INSTRUCTIONS TO FOLLOW: From the first line of the entries below to the line with "configuration this agent", give each line again exactly.

DATASET RECORDS:
-----
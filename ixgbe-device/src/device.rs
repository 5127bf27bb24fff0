//! [`Ixgbe82599`]: a PCI-enumerated 82599 controller implementing
//! `ixgbe_core::Device`.
//!
//! Bring-up follows the same shape as resetting any Intel NIC generation:
//! assert a full reset and wait for it to self-clear, then program the
//! receive and transmit data paths before any queue is bound. What's
//! specific to the 82599 is the register set (`crate::regs`) and the
//! single-receive-queue, head-writeback transmit configuration this agent
//! needs; nothing here attempts link/PHY/SFP+ autonegotiation; the agent's
//! forwarding loop does not care whether the link is up; that is left to
//! whatever brings the port up before the agent starts polling it.

use core::ptr::NonNull;

use ixgbe_core::{Device, DeviceError, TailRegister};
use ixgbe_hal::{mmio, PhysAddr};

use crate::regs;

/// Number of poll iterations to wait for a self-clearing bit before giving
/// up. There's no clock available in this no_std context to bound this by
/// wall time, so it's a generous iteration count instead.
const RESET_POLL_ITERATIONS: u32 = 1_000_000;

/// A live 82599 controller, its MMIO space mapped at a known virtual base.
pub struct Ixgbe82599 {
    mmio_base: NonNull<u8>,
    rx_queue_bound: bool,
    next_tx_queue: u8,
}

// Safety: the controller is only ever touched by the single thread that owns
// the agent built from it; MMIO accesses are volatile and device-ordered.
unsafe impl Send for Ixgbe82599 {}

#[derive(Debug, Clone, Copy, PartialEq, Eq)]
pub enum BringUpError {
    /// `CTRL.RST` did not self-clear within the poll budget.
    ResetTimedOut,
}

impl core::fmt::Display for BringUpError {
    fn fmt(&self, f: &mut core::fmt::Formatter<'_>) -> core::fmt::Result {
        match self {
            BringUpError::ResetTimedOut => write!(f, "82599 reset did not complete"),
        }
    }
}

#[cfg(feature = "std")]
impl std::error::Error for BringUpError {}

impl Ixgbe82599 {
    /// Take ownership of an already-mapped BAR0 and bring the controller up.
    ///
    /// # Safety
    /// `mmio_base` must be a valid mapping of the device's BAR0, large
    /// enough to cover every register this module touches, for as long as
    /// the returned value is alive.
    pub unsafe fn new(mmio_base: NonNull<u8>) -> Result<Self, BringUpError> {
        let mut dev = Self {
            mmio_base,
            rx_queue_bound: false,
            next_tx_queue: 0,
        };
        dev.reset()?;
        dev.configure_receive_path();
        dev.configure_transmit_path();
        Ok(dev)
    }

    #[inline]
    unsafe fn reg(&self, offset: u32) -> NonNull<u32> {
        NonNull::new_unchecked(self.mmio_base.as_ptr().add(offset as usize) as *mut u32)
    }

    #[inline]
    unsafe fn read(&self, offset: u32) -> u32 {
        mmio::read32(self.reg(offset).as_ptr())
    }

    #[inline]
    unsafe fn write(&self, offset: u32, value: u32) {
        mmio::write32(self.reg(offset).as_ptr(), value)
    }

    fn reset(&mut self) -> Result<(), BringUpError> {
        unsafe {
            let ctrl = self.read(regs::CTRL);
            self.write(regs::CTRL, ctrl | regs::CTRL_RST | regs::CTRL_LRST);

            for _ in 0..RESET_POLL_ITERATIONS {
                if self.read(regs::CTRL) & regs::CTRL_RST == 0 {
                    log::info!("82599 reset complete");
                    return Ok(());
                }
                core::hint::spin_loop();
            }
        }
        log::error!("82599 reset did not self-clear");
        Err(BringUpError::ResetTimedOut)
    }

    fn configure_receive_path(&mut self) {
        unsafe {
            // Accept everything the classifier might want to see; this
            // agent filters by forwarding decision, not by NIC filter.
            self.write(
                regs::FCTRL,
                regs::FCTRL_BAM | regs::FCTRL_UPE | regs::FCTRL_MPE,
            );
            let rdrxctl = self.read(regs::RDRXCTL);
            self.write(regs::RDRXCTL, rdrxctl | regs::RDRXCTL_CRC_STRIP);
            self.write(regs::RXPBSIZE0, regs::RXPBSIZE_512KB);
        }
        log::debug!("82599 receive path configured");
    }

    fn configure_transmit_path(&mut self) {
        unsafe {
            let hlreg0 = self.read(regs::HLREG0);
            self.write(
                regs::HLREG0,
                hlreg0 | regs::HLREG0_TXCRCEN | regs::HLREG0_TXPADEN,
            );
            self.write(regs::TXPBSIZE0, regs::TXPBSIZE_160KB);

            let rttdcs = self.read(regs::RTTDCS);
            self.write(regs::RTTDCS, rttdcs | regs::RTTDCS_ARBDIS);

            let dmatxctl = self.read(regs::DMATXCTL);
            self.write(regs::DMATXCTL, dmatxctl | regs::DMATXCTL_TE);
        }
        log::debug!("82599 transmit path configured");
    }

    unsafe fn tail_register(&self, queue_tail_offset: u32) -> TailRegister<'_> {
        TailRegister::new(self.reg(queue_tail_offset))
    }
}

impl Device for Ixgbe82599 {
    fn add_input(
        &mut self,
        ring_addr: PhysAddr,
        ring_len: usize,
    ) -> Result<TailRegister<'_>, DeviceError> {
        if self.rx_queue_bound {
            return Err(DeviceError::NoQueueAvailable);
        }
        if ring_addr.as_u64() & 0xF != 0 {
            return Err(DeviceError::InvalidRingAddress);
        }

        let base = regs::rx_queue_base(0);
        let ring_bytes = (ring_len * core::mem::size_of::<ixgbe_core::Descriptor>()) as u32;

        unsafe {
            self.write(base + regs::RDBAL, ring_addr.as_u64() as u32);
            self.write(base + regs::RDBAH, (ring_addr.as_u64() >> 32) as u32);
            self.write(base + regs::RDLEN, ring_bytes);
            self.write(base + regs::SRRCTL, regs::SRRCTL_DESCTYPE_LEGACY);

            let rxdctl = self.read(base + regs::RXDCTL);
            self.write(base + regs::RXDCTL, rxdctl | regs::RXDCTL_ENABLE);

            // RDH/RDT both start at 0: no descriptors are yet handed to
            // hardware. The agent's recycle protocol advances RDT.
            self.write(base + regs::RDH, 0);
            self.write(base + regs::RDT, 0);

            self.rx_queue_bound = true;
            log::info!("bound receive queue 0, ring {ring_len} descriptors at {ring_addr:#x}");
            Ok(self.tail_register(base + regs::RDT))
        }
    }

    fn add_output(
        &mut self,
        ring_addr: PhysAddr,
        ring_len: usize,
        head_mailbox: PhysAddr,
    ) -> Result<TailRegister<'_>, DeviceError> {
        if self.next_tx_queue >= regs::MAX_TX_QUEUES {
            return Err(DeviceError::NoQueueAvailable);
        }
        if ring_addr.as_u64() & 0xF != 0 || head_mailbox.as_u64() & 0x3 != 0 {
            return Err(DeviceError::InvalidRingAddress);
        }

        let n = self.next_tx_queue;
        let base = regs::tx_queue_base(n);
        let ring_bytes = (ring_len * core::mem::size_of::<ixgbe_core::Descriptor>()) as u32;

        unsafe {
            self.write(base + regs::TDBAL, ring_addr.as_u64() as u32);
            self.write(base + regs::TDBAH, (ring_addr.as_u64() >> 32) as u32);
            self.write(base + regs::TDLEN, ring_bytes);

            self.write(
                base + regs::TDWBAL,
                (head_mailbox.as_u64() as u32) | regs::TDWBAL_HEAD_WB_ENABLE,
            );
            self.write(base + regs::TDWBAH, (head_mailbox.as_u64() >> 32) as u32);

            self.write(base + regs::TDH, 0);
            self.write(base + regs::TDT, 0);

            let txdctl = self.read(base + regs::TXDCTL);
            self.write(base + regs::TXDCTL, txdctl | regs::TXDCTL_ENABLE);

            self.next_tx_queue += 1;
            log::info!(
                "bound transmit queue {n}, ring {ring_len} descriptors at {ring_addr:#x}, head writeback at {head_mailbox:#x}"
            );
            Ok(self.tail_register(base + regs::TDT))
        }
    }
}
-----
REPLY TO THE EXERCISE:
filename ixgbe-device/src/device.rs
repository 5127bf27bb24fff0
//! [`Ixgbe82599`]: a PCI-enumerated 82599 controller implementing
//! `ixgbe_core::Device`.
//!
//! Bring-up follows the same shape as resetting any Intel NIC generation:
//! assert a full reset and wait for it to self-clear, then program the
//! receive and transmit data paths before any queue is bound. What's
//! specific to the 82599 is the register set (`crate::regs`) and the
//! single-receive-queue, head-writeback transmit configuration this agent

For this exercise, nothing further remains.